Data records

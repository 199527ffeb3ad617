//! Signal handling for graceful shutdown and config reload.

use crate::config::ConfigLoader;
use crate::state::AppState;
use std::sync::Arc;
use tokio::signal::unix::{SignalKind, signal};
use tokio::sync::Notify;

/// Creates a future that completes when a shutdown signal is received.
///
/// Listens for SIGTERM and SIGINT (Ctrl+C).
pub async fn shutdown_signal() {
    let mut sigterm = signal(SignalKind::terminate()).expect("failed to install SIGTERM handler");
    let mut sigint = signal(SignalKind::interrupt()).expect("failed to install SIGINT handler");

    tokio::select! {
        _ = sigterm.recv() => {
            tracing::info!("Received SIGTERM, initiating graceful shutdown");
        }
        _ = sigint.recv() => {
            tracing::info!("Received SIGINT, initiating graceful shutdown");
        }
    }
}

/// Spawns a task that listens for SIGHUP and reloads the configuration.
///
/// A successful reload swaps the runtime config and rebuilds the ingestion
/// service with fresh chain clients; a failed reload keeps the running
/// configuration untouched.
///
/// Returns a Notify that can be used to signal when shutdown is complete.
pub fn spawn_config_reload_handler(
    state: AppState,
    config_loader: Arc<ConfigLoader>,
) -> Arc<Notify> {
    let shutdown_notify = Arc::new(Notify::new());
    let shutdown_notify_clone = shutdown_notify.clone();

    tokio::spawn(async move {
        let mut sighup = signal(SignalKind::hangup()).expect("failed to install SIGHUP handler");

        loop {
            tokio::select! {
                _ = sighup.recv() => {
                    tracing::info!("Received SIGHUP, reloading configuration");
                    match config_loader.reload() {
                        Ok(new_config) => {
                            let clients = match new_config.build_chain_clients() {
                                Ok(clients) => Arc::new(clients),
                                Err(e) => {
                                    tracing::error!("Invalid RPC endpoint in reloaded config: {}", e);
                                    continue;
                                }
                            };

                            let current = state.ingestion().await;
                            let rebuilt =
                                Arc::new(current.with_config(clients, new_config.sync.clone()));
                            state.swap_ingestion(rebuilt).await;
                            state.update_config(new_config).await;

                            tracing::info!("Configuration reloaded successfully");
                        }
                        Err(e) => {
                            tracing::error!("Failed to reload configuration: {}", e);
                        }
                    }
                }
                _ = shutdown_notify_clone.notified() => {
                    tracing::debug!("Config reload handler shutting down");
                    break;
                }
            }
        }
    });

    shutdown_notify
}
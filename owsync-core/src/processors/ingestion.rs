//! Wallet ingestion orchestration.
//!
//! The ingestion service is responsible for:
//! - Treating every connection in a batch as an independent unit of work
//! - Fanning the batch out over a bounded number of concurrent syncs and
//!   joining all of them before answering (fan-out/fan-in barrier)
//! - Converting non-fatal per-item failures into structured skip entries
//!   instead of failing the batch
//!
//! Only a persistence failure aborts the whole batch; a user connecting
//! five wallets where one chain node is down still sees balances for the
//! other four. Output ordering is not guaranteed to match input ordering.

use crate::config::SyncConfig;
use crate::entities::WalletOwner;
use crate::gateway::{StoreError, WalletStore};
use crate::processors::balance_sync::{BalanceSync, SyncError, SyncOutcome, SyncedWallet};
use crate::rpc::ChainClientSet;
use futures_util::stream::{self, StreamExt};
use owsync_sdk::auth::Principal;
use owsync_sdk::objects::{Blockchain, WalletConnection};
use std::future::Future;
use std::pin::Pin;
use std::sync::Arc;
use tracing::{error, info, warn};

/// Why a connection was dropped from the batch.
#[derive(Debug, Clone, PartialEq, Eq)]
pub enum SkipReason {
    /// The named chain has no registry entry.
    UnsupportedChain(String),
    /// The chain node failed or timed out.
    RpcFailure(String),
    /// The connection tuple is missing required fields.
    InvalidConnection,
    /// The chain is supported but misconfigured (no tokens, no client).
    ChainMisconfigured(Blockchain),
}

impl std::fmt::Display for SkipReason {
    fn fmt(&self, f: &mut std::fmt::Formatter<'_>) -> std::fmt::Result {
        match self {
            SkipReason::UnsupportedChain(name) => write!(f, "unsupported chain: {name}"),
            SkipReason::RpcFailure(message) => write!(f, "chain node unavailable: {message}"),
            SkipReason::InvalidConnection => write!(f, "missing required wallet fields"),
            SkipReason::ChainMisconfigured(chain) => write!(f, "chain {chain} is misconfigured"),
        }
    }
}

/// One connection that was dropped, with the reason why.
#[derive(Debug, Clone, PartialEq, Eq)]
pub struct SkippedConnection {
    pub address: String,
    pub reason: SkipReason,
}

/// Aggregate result of one ingestion batch.
#[derive(Debug)]
pub struct IngestReport {
    pub synced: Vec<SyncedWallet>,
    pub skipped: Vec<SkippedConnection>,
}

/// Orchestrates wallet ingestion batches.
pub struct WalletIngestionService {
    store: Arc<dyn WalletStore>,
    clients: Arc<ChainClientSet>,
    config: SyncConfig,
}

impl WalletIngestionService {
    pub fn new(store: Arc<dyn WalletStore>, clients: Arc<ChainClientSet>, config: SyncConfig) -> Self {
        Self {
            store,
            clients,
            config,
        }
    }

    /// Swap the client set and tuning, e.g. after a config reload.
    pub fn with_config(&self, clients: Arc<ChainClientSet>, config: SyncConfig) -> Self {
        Self {
            store: Arc::clone(&self.store),
            clients,
            config,
        }
    }

    /// Ingest a batch of wallet connections for one principal.
    ///
    /// Returns once every connection has settled. Per-item failures are
    /// reported in [`IngestReport::skipped`]; only storage failures abort
    /// the batch.
    pub async fn ingest(
        &self,
        principal: Principal,
        connections: Vec<WalletConnection>,
    ) -> Result<IngestReport, StoreError> {
        let batch_size = connections.len();
        let concurrency = self.config.max_concurrent_wallets.max(1);
        let sync = BalanceSync::new(self.store.as_ref(), &self.clients, &self.config);

        let results: Vec<(String, Result<SyncedWallet, SyncError>)> =
            stream::iter(connections.into_iter().map(|connection| {
                let sync = &sync;
                async move {
                    let address = connection.address.clone();
                    let result = sync.sync_connection(&principal, &connection).await;
                    (address, result)
                }
            }))
            .buffer_unordered(concurrency)
            .collect()
            .await;

        let mut synced = Vec::new();
        let mut skipped = Vec::new();
        for (address, result) in results {
            let error = match result {
                Ok(wallet) => {
                    synced.push(wallet);
                    continue;
                }
                Err(error) => error,
            };
            let reason = match error {
                SyncError::Store(store_error) => {
                    error!(error = %store_error, "persistence failure aborts the batch");
                    return Err(store_error);
                }
                SyncError::UnsupportedChain(unsupported) => {
                    SkipReason::UnsupportedChain(unsupported.0)
                }
                SyncError::IncompleteConnection => SkipReason::InvalidConnection,
                SyncError::NoTokensConfigured(chain) => SkipReason::ChainMisconfigured(chain),
                SyncError::MissingChainClient(chain) => SkipReason::ChainMisconfigured(chain),
                SyncError::Rpc(rpc_error) => SkipReason::RpcFailure(rpc_error.to_string()),
            };
            warn!(address = %address, reason = %reason, "skipping wallet connection");
            skipped.push(SkippedConnection { address, reason });
        }

        info!(
            batch = batch_size,
            synced = synced.len(),
            skipped = skipped.len(),
            "ingestion batch settled"
        );
        Ok(IngestReport { synced, skipped })
    }

    /// Load the principal's saved wallets with their holdings.
    pub async fn wallets_for_principal(
        &self,
        principal: &Principal,
    ) -> Result<Vec<SyncedWallet>, StoreError> {
        let owner = WalletOwner::from_principal(principal);
        let wallets = self.store.wallets_for_owner(owner).await?;
        let mut result = Vec::with_capacity(wallets.len());
        for wallet in wallets {
            let holdings = self.store.holdings_for_wallet(wallet.id).await?;
            result.push(SyncedWallet {
                wallet,
                holdings,
                outcome: SyncOutcome::Cached,
            });
        }
        Ok(result)
    }
}

#[cfg(test)]
mod tests {
    #![allow(clippy::unwrap_used)]

    use super::*;
    use crate::registry;
    use crate::test_support::{MemoryWalletStore, ScriptedChainClient, test_principal};
    use rust_decimal::Decimal;

    fn connection(address: &str, blockchain: &str) -> WalletConnection {
        WalletConnection {
            address: address.to_string(),
            provider: "MetaMask".into(),
            blockchain: blockchain.to_string(),
            provider_image: None,
        }
    }

    fn ethereum_clients() -> Arc<ChainClientSet> {
        let usdc = registry::token_by_symbol(Blockchain::Ethereum, "USDC").unwrap();
        let mut clients = ChainClientSet::empty();
        clients.insert(Arc::new(
            ScriptedChainClient::new(Blockchain::Ethereum)
                .with_native("0xABC", Decimal::new(15, 1))
                .with_token(usdc.address.unwrap(), "0xABC", Decimal::from(250)),
        ));
        Arc::new(clients)
    }

    fn service(store: Arc<MemoryWalletStore>, clients: Arc<ChainClientSet>) -> WalletIngestionService {
        WalletIngestionService::new(store, clients, SyncConfig::default())
    }

    #[tokio::test]
    async fn test_new_wallet_syncs_native_and_token_balances() {
        let store = Arc::new(MemoryWalletStore::default());
        let service = service(Arc::clone(&store), ethereum_clients());

        let report = service
            .ingest(test_principal(), vec![connection("0xABC", "Ethereum")])
            .await
            .unwrap();

        assert_eq!(report.skipped.len(), 0);
        assert_eq!(report.synced.len(), 1);
        let synced = &report.synced[0];
        assert_eq!(synced.wallet.balance, Decimal::new(15, 1));
        assert_eq!(synced.wallet.blockchain, "ethereum");
        assert_eq!(synced.holdings.len(), 1);
        assert_eq!(synced.holdings[0].token_name, "USD Coin");
        assert_eq!(synced.holdings[0].balance, Decimal::from(250));
    }

    #[tokio::test]
    async fn test_reingesting_the_same_connection_is_idempotent() {
        let store = Arc::new(MemoryWalletStore::default());
        let service = service(Arc::clone(&store), ethereum_clients());
        let principal = test_principal();

        let first = service
            .ingest(principal, vec![connection("0xABC", "Ethereum")])
            .await
            .unwrap();
        let wallet_id = first.synced[0].wallet.id;
        let first_seen = store.activity(principal.user_id, wallet_id).unwrap();

        tokio::time::sleep(std::time::Duration::from_millis(5)).await;

        let second = service
            .ingest(principal, vec![connection("0xABC", "Ethereum")])
            .await
            .unwrap();

        assert_eq!(second.synced.len(), 1);
        assert_eq!(second.synced[0].wallet.id, wallet_id);
        assert_eq!(store.wallet_count(), 1);
        assert_eq!(store.holdings_count(), 1);
        let last_seen = store.activity(principal.user_id, wallet_id).unwrap();
        assert!(last_seen > first_seen, "activity timestamp must advance");
    }

    #[tokio::test]
    async fn test_unsupported_chain_drops_only_its_item() {
        let store = Arc::new(MemoryWalletStore::default());
        let service = service(Arc::clone(&store), ethereum_clients());

        let report = service
            .ingest(
                test_principal(),
                vec![
                    connection("0xABC", "Ethereum"),
                    connection("0xDEF", "Dogecoin"),
                ],
            )
            .await
            .unwrap();

        assert_eq!(report.synced.len(), 1);
        assert_eq!(report.synced[0].wallet.address, "0xABC");
        assert_eq!(report.skipped.len(), 1);
        assert_eq!(report.skipped[0].address, "0xDEF");
        assert_eq!(
            report.skipped[0].reason,
            SkipReason::UnsupportedChain("Dogecoin".to_string())
        );
    }

    #[tokio::test]
    async fn test_failing_chain_node_drops_only_its_wallet() {
        let usdc = registry::token_by_symbol(Blockchain::Ethereum, "USDC").unwrap();
        let mut clients = ChainClientSet::empty();
        clients.insert(Arc::new(
            ScriptedChainClient::new(Blockchain::Ethereum)
                .with_native("0xABC", Decimal::ONE)
                .with_token(usdc.address.unwrap(), "0xABC", Decimal::from(40)),
        ));
        clients.insert(Arc::new(
            ScriptedChainClient::new(Blockchain::Polygon).failing(),
        ));
        let store = Arc::new(MemoryWalletStore::default());
        let service = service(Arc::clone(&store), Arc::new(clients));

        let report = service
            .ingest(
                test_principal(),
                vec![
                    connection("0xABC", "Ethereum"),
                    connection("0xABC", "Polygon"),
                ],
            )
            .await
            .unwrap();

        assert_eq!(report.synced.len(), 1);
        assert_eq!(report.synced[0].wallet.blockchain, "ethereum");
        assert_eq!(report.skipped.len(), 1);
        assert!(matches!(
            report.skipped[0].reason,
            SkipReason::RpcFailure(_)
        ));
        assert_eq!(store.wallet_count(), 1);
    }

    #[tokio::test]
    async fn test_duplicate_connections_in_one_batch_create_one_wallet() {
        let store = Arc::new(MemoryWalletStore::default());
        let service = service(Arc::clone(&store), ethereum_clients());

        let report = service
            .ingest(
                test_principal(),
                vec![
                    connection("0xABC", "Ethereum"),
                    connection("0xABC", "Ethereum"),
                ],
            )
            .await
            .unwrap();

        assert_eq!(report.synced.len(), 2);
        assert_eq!(report.skipped.len(), 0);
        assert_eq!(store.wallet_count(), 1);
        assert_eq!(
            report.synced[0].wallet.id, report.synced[1].wallet.id,
            "both items must resolve to the surviving row"
        );
    }

    #[tokio::test]
    async fn test_business_principal_attaches_wallets_to_the_company() {
        let store = Arc::new(MemoryWalletStore::default());
        let service = service(Arc::clone(&store), ethereum_clients());
        let user_id = uuid::Uuid::new_v4();
        let company_id = uuid::Uuid::new_v4();
        let principal = owsync_sdk::auth::Principal::business(user_id, company_id);

        let report = service
            .ingest(principal, vec![connection("0xABC", "Ethereum")])
            .await
            .unwrap();

        let wallet = &report.synced[0].wallet;
        assert_eq!(wallet.company_id, Some(company_id));
        assert_eq!(wallet.user_id, None);
        // Activity still tracks the acting user, not the company.
        assert!(store.activity(user_id, wallet.id).is_some());

        let listed = service.wallets_for_principal(&principal).await.unwrap();
        assert_eq!(listed.len(), 1);
        assert_eq!(listed[0].wallet.id, wallet.id);
    }

    #[tokio::test]
    async fn test_sepolia_syncs_with_native_balance_only() {
        let mut clients = ChainClientSet::empty();
        clients.insert(Arc::new(
            ScriptedChainClient::new(Blockchain::Sepolia).with_native("0xABC", Decimal::new(7, 2)),
        ));
        let store = Arc::new(MemoryWalletStore::default());
        let service = service(Arc::clone(&store), Arc::new(clients));

        let report = service
            .ingest(test_principal(), vec![connection("0xABC", "Sepolia")])
            .await
            .unwrap();

        assert_eq!(report.synced.len(), 1);
        assert_eq!(report.synced[0].wallet.balance, Decimal::new(7, 2));
        assert!(report.synced[0].holdings.is_empty());
    }
}
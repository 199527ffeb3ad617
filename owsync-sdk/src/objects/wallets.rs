//! Wallet API request and response types.
//!
//! These types are exchanged between the wallet-integration frontend and
//! the owsync server when a user connects wallets and when their saved
//! wallets are listed.

use compact_str::CompactString;
use serde::{Deserialize, Serialize};
use uuid::Uuid;

/// One wallet connection as reported by the browser-side wallet integration.
///
/// `blockchain` is the free-form chain name the wallet provider reports
/// ("Ethereum", "BNB Chain", …); the server normalizes it against the chain
/// registry and rejects unsupported chains per item, not per batch.
#[derive(Debug, Clone, PartialEq, Eq, Serialize, Deserialize)]
#[serde(rename_all = "camelCase")]
pub struct WalletConnection {
    pub address: String,
    pub provider: CompactString,
    pub blockchain: String,
    #[serde(default, skip_serializing_if = "Option::is_none")]
    pub provider_image: Option<String>,
}

/// Request body for `POST /wallets/connect`.
#[derive(Debug, Clone, PartialEq, Eq, Serialize, Deserialize)]
pub struct ConnectWalletsRequest {
    pub wallets: Vec<WalletConnection>,
}

/// A single token holding inside a [`WalletData`] response entry.
#[derive(Debug, Clone, PartialEq, Eq, Serialize, Deserialize)]
#[serde(rename_all = "camelCase")]
pub struct TokenBalanceData {
    /// Token display name, e.g. "USD Coin".
    pub token_name: String,
    /// Human-readable amount, already adjusted for token decimals.
    pub balance: String,
    #[serde(default, skip_serializing_if = "Option::is_none")]
    pub icon: Option<String>,
}

/// One synchronized wallet with its current holding set.
#[derive(Debug, Clone, PartialEq, Eq, Serialize, Deserialize)]
#[serde(rename_all = "camelCase")]
pub struct WalletData {
    pub id: Uuid,
    pub address: String,
    /// Registry key of the chain ("ethereum", "bsc", …).
    pub blockchain: CompactString,
    pub provider: CompactString,
    #[serde(default, skip_serializing_if = "Option::is_none")]
    pub provider_image: Option<String>,
    /// Native balance as a decimal string.
    pub balance: String,
    /// RFC 3339 timestamp of the last balance write.
    pub updated_at: String,
    pub token_balances: Vec<TokenBalanceData>,
}

/// A wallet that was dropped from the batch, with the reason why.
///
/// Skips are non-fatal: the rest of the batch still syncs. Carrying the
/// reason keeps partial failure observable instead of silently omitting
/// the wallet from `data`.
#[derive(Debug, Clone, PartialEq, Eq, Serialize, Deserialize)]
pub struct SkippedWallet {
    pub address: String,
    pub reason: String,
}

/// Response body for `POST /wallets/connect`.
#[derive(Debug, Clone, PartialEq, Eq, Serialize, Deserialize)]
pub struct ConnectWalletsResponse {
    pub success: bool,
    pub data: Vec<WalletData>,
    #[serde(default)]
    pub skipped: Vec<SkippedWallet>,
}

/// Response body for `GET /wallets`.
#[derive(Debug, Clone, PartialEq, Eq, Serialize, Deserialize)]
pub struct WalletsResponse {
    pub success: bool,
    pub data: Vec<WalletData>,
}
//! Runtime tuning for the ingestion pipeline.

use owsync_sdk::objects::Blockchain;
use url::Url;

/// Limits and policies applied to every ingestion batch.
#[derive(Debug, Clone)]
pub struct SyncConfig {
    /// Upper bound for a single RPC call (native or token balance).
    ///
    /// A call that exceeds this surfaces as an [`crate::rpc::RpcError`] and
    /// skips only its wallet, so one unresponsive chain node cannot stall
    /// the whole batch.
    pub rpc_timeout: std::time::Duration,
    /// How many wallet connections of one batch sync concurrently.
    pub max_concurrent_wallets: usize,
    /// How many token `balanceOf` queries run concurrently per wallet.
    pub max_concurrent_tokens: usize,
    /// Stale-balance policy for wallets that already exist.
    ///
    /// `None` keeps the stored balance and holdings untouched on resync
    /// (first write wins). `Some(age)` refreshes the native balance and
    /// replaces the holding set when the stored row is older than `age`.
    pub refresh_if_older_than: Option<time::Duration>,
}

impl Default for SyncConfig {
    fn default() -> Self {
        Self {
            rpc_timeout: std::time::Duration::from_secs(15),
            max_concurrent_wallets: 4,
            max_concurrent_tokens: 4,
            refresh_if_older_than: None,
        }
    }
}

/// A per-chain RPC endpoint override.
///
/// The registry ships public default endpoints; deployments point supported
/// chains at their own RPC providers with these.
#[derive(Debug, Clone)]
pub struct RpcEndpointOverride {
    pub blockchain: Blockchain,
    pub url: Url,
}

WORK TASK
If a line of the entries contains "push", it counts; say how many such lines there are and give only the number.

COMPLETED EXERCISE
3